• Data to process

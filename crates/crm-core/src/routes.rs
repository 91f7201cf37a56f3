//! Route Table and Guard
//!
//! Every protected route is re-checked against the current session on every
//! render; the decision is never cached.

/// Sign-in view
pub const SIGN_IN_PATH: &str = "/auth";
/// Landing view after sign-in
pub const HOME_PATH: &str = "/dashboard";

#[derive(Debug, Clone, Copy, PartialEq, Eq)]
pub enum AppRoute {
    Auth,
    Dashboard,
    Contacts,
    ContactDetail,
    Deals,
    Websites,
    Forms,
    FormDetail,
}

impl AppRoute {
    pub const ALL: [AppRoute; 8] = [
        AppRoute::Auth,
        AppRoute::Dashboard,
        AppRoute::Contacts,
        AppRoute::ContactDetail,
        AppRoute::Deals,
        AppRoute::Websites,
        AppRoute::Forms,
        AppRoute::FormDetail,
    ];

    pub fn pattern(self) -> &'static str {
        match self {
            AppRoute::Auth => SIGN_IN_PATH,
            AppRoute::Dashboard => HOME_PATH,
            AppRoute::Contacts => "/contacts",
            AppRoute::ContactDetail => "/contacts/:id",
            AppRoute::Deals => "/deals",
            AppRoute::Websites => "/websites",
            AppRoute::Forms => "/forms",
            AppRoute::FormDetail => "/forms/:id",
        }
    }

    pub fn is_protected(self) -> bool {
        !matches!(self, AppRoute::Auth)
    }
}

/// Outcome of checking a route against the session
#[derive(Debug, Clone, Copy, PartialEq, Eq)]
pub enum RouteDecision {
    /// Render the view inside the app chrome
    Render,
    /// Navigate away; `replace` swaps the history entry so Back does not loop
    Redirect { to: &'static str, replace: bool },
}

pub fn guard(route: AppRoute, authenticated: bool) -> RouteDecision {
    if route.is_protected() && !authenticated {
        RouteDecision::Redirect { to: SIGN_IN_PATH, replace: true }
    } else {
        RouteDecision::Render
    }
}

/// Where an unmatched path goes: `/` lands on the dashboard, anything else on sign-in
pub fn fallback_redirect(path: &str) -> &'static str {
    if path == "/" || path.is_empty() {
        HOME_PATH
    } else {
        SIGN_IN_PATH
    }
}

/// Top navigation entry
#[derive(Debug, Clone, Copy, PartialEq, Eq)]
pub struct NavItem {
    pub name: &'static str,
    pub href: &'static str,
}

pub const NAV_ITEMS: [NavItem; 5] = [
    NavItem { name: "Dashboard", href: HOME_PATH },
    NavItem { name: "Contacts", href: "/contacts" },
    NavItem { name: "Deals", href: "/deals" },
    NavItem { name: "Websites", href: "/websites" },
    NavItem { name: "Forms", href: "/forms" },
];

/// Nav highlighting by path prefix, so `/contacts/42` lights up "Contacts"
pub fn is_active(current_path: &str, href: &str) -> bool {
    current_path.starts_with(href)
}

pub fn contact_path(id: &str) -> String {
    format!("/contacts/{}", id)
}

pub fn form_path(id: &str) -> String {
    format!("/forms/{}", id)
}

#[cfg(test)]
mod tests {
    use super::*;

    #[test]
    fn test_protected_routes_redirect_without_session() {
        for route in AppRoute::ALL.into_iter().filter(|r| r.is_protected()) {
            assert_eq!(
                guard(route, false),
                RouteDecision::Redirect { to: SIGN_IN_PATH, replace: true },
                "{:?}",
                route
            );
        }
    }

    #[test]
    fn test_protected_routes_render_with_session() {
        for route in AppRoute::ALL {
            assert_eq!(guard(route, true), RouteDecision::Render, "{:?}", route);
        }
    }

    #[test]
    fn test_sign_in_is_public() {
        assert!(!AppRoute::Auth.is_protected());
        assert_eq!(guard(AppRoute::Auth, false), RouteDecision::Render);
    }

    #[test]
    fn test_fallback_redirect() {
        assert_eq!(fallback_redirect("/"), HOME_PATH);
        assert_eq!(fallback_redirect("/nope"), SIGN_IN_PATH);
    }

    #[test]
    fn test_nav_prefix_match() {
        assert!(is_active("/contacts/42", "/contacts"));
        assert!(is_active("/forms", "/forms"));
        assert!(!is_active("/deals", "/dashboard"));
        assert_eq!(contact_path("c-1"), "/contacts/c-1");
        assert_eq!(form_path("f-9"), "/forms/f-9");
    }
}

---

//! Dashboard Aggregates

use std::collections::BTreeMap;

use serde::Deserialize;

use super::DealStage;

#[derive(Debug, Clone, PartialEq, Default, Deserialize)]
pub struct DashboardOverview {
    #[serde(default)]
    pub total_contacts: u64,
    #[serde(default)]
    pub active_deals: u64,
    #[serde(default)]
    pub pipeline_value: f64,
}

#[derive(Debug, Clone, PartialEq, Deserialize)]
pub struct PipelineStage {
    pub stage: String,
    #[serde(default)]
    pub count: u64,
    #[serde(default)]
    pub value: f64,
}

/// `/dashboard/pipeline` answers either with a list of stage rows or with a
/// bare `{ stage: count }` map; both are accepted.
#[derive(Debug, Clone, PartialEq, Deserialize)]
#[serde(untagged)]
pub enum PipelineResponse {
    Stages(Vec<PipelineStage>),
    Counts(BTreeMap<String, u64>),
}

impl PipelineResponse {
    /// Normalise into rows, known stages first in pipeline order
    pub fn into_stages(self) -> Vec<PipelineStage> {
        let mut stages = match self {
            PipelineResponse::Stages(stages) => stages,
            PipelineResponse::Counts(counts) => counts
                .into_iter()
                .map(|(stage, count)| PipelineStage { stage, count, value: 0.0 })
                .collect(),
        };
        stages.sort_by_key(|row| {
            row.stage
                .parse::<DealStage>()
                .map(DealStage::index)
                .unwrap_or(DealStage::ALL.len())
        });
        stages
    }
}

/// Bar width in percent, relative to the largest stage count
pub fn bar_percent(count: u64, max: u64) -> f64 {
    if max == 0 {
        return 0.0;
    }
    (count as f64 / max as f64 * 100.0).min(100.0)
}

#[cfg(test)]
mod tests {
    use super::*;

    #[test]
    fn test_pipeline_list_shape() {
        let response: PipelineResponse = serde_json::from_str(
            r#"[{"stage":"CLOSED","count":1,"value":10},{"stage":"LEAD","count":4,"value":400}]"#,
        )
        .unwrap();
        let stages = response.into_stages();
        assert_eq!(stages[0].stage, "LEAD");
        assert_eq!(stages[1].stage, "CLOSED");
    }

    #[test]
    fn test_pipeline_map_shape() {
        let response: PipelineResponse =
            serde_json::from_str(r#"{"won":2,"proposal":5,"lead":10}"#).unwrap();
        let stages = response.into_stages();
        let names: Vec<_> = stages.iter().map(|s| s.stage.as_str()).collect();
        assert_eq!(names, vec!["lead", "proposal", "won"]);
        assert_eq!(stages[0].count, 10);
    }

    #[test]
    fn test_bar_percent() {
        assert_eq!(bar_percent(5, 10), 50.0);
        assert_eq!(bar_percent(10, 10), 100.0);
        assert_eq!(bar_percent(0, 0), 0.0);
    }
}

• The task
Lines containing the word "rows" are to be located in the entries and copied.

• Written solution
/// `/dashboard/pipeline` answers either with a list of stage rows or with a
    /// Normalise into rows, known stages first in pipeline order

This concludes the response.